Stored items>
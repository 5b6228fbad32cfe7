use latency_bench_model::{write_log_header, write_log_row, Observation};
use std::fs::File;
use std::io::Write;
use std::path::{Path, PathBuf};
use thiserror::Error;

#[derive(Debug, Error)]
#[error("failed to write the observation log at {path}")]
pub struct RecorderWriteError {
    path: PathBuf,
    #[source]
    source: std::io::Error,
}

/// Owns the in-memory observation series and its durable log for the duration of a run.
///
/// Every recorded observation is written and flushed before `record` returns, so the log
/// file is always a valid prefix of the final result, even if the run is cut short. A
/// write failure is fatal for the run: the log is the ground truth for later analysis
/// and must not silently diverge from the in-memory series.
pub struct Recorder {
    file: File,
    path: PathBuf,
    observations: Vec<Observation>,
}

impl Recorder {
    /// Create (or truncate) the log file and write the fixed two-column header.
    pub fn create(path: &Path) -> Result<Self, RecorderWriteError> {
        let write_error = |source| RecorderWriteError {
            path: path.to_path_buf(),
            source,
        };

        let mut file = File::create(path).map_err(write_error)?;
        write_log_header(&mut file).map_err(write_error)?;
        file.flush().map_err(write_error)?;

        Ok(Self {
            file,
            path: path.to_path_buf(),
            observations: Vec::new(),
        })
    }

    /// Append one observation to the series and write its log row.
    ///
    /// The row reaches the file before this returns, so an interruption immediately
    /// afterwards never loses it. The in-memory series is only extended once the row is
    /// durable, keeping the two views in agreement at every point in time.
    pub fn record(&mut self, elapsed_sec: f64, latency_ms: f64) -> Result<(), RecorderWriteError> {
        let observation = Observation::new(elapsed_sec, latency_ms);

        write_log_row(&mut self.file, &observation).map_err(|source| RecorderWriteError {
            path: self.path.clone(),
            source,
        })?;
        self.file.flush().map_err(|source| RecorderWriteError {
            path: self.path.clone(),
            source,
        })?;

        self.observations.push(observation);
        Ok(())
    }

    /// Build a recorder over an already-open file, skipping the header write. Lets tests
    /// hand in a file whose writes fail.
    #[cfg(test)]
    pub(crate) fn over_file(file: File, path: &Path) -> Self {
        Self {
            file,
            path: path.to_path_buf(),
            observations: Vec::new(),
        }
    }

    pub fn observations(&self) -> &[Observation] {
        &self.observations
    }

    /// Hand the recorded series off once the loop has terminated.
    pub fn into_observations(self) -> Vec<Observation> {
        self.observations
    }
}

#[cfg(test)]
mod tests {
    use super::*;
    use latency_bench_model::load_observation_log;

    #[test]
    fn log_rows_match_the_series_after_every_record() {
        let dir = tempfile::tempdir().unwrap();
        let path = dir.path().join("observations.csv");
        let mut recorder = Recorder::create(&path).unwrap();

        assert!(load_observation_log(&path).unwrap().is_empty());

        recorder.record(0.5, 50.0).unwrap();
        assert_eq!(1, load_observation_log(&path).unwrap().len());
        assert_eq!(1, recorder.observations().len());

        recorder.record(1.0, 80.0).unwrap();
        let rows = load_observation_log(&path).unwrap();
        assert_eq!(2, rows.len());
        assert_eq!(recorder.observations(), rows.as_slice());
    }

    #[test]
    fn rows_are_rounded_to_two_decimal_places() {
        let dir = tempfile::tempdir().unwrap();
        let path = dir.path().join("observations.csv");
        let mut recorder = Recorder::create(&path).unwrap();

        recorder.record(1.23456, 78.91234).unwrap();

        let content = std::fs::read_to_string(&path).unwrap();
        assert!(content.ends_with("1.23,78.91\n"), "unexpected log: {content}");
    }

    #[test]
    fn a_failed_row_write_leaves_the_series_untouched() {
        // Writes to /dev/full fail with ENOSPC, standing in for a full disk.
        let path = Path::new("/dev/full");
        let file = std::fs::OpenOptions::new().write(true).open(path).unwrap();
        let mut recorder = Recorder::over_file(file, path);

        recorder
            .record(0.5, 50.0)
            .expect_err("A row write to a full device must fail");
        assert!(recorder.observations().is_empty());
    }

    #[test]
    fn create_truncates_a_previous_log() {
        let dir = tempfile::tempdir().unwrap();
        let path = dir.path().join("observations.csv");

        let mut recorder = Recorder::create(&path).unwrap();
        recorder.record(0.5, 50.0).unwrap();
        drop(recorder);

        let recorder = Recorder::create(&path).unwrap();
        assert!(load_observation_log(&path).unwrap().is_empty());
        assert!(recorder.observations().is_empty());
    }
}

TASK PROMPT> If a line of the records above holds the word "memory", show it.

SOLUTION TO THE EXERCISE>
/// Owns the in-memory observation series and its durable log for the duration of a run.
/// and must not silently diverge from the in-memory series.
    /// afterwards never loses it. The in-memory series is only extended once the row is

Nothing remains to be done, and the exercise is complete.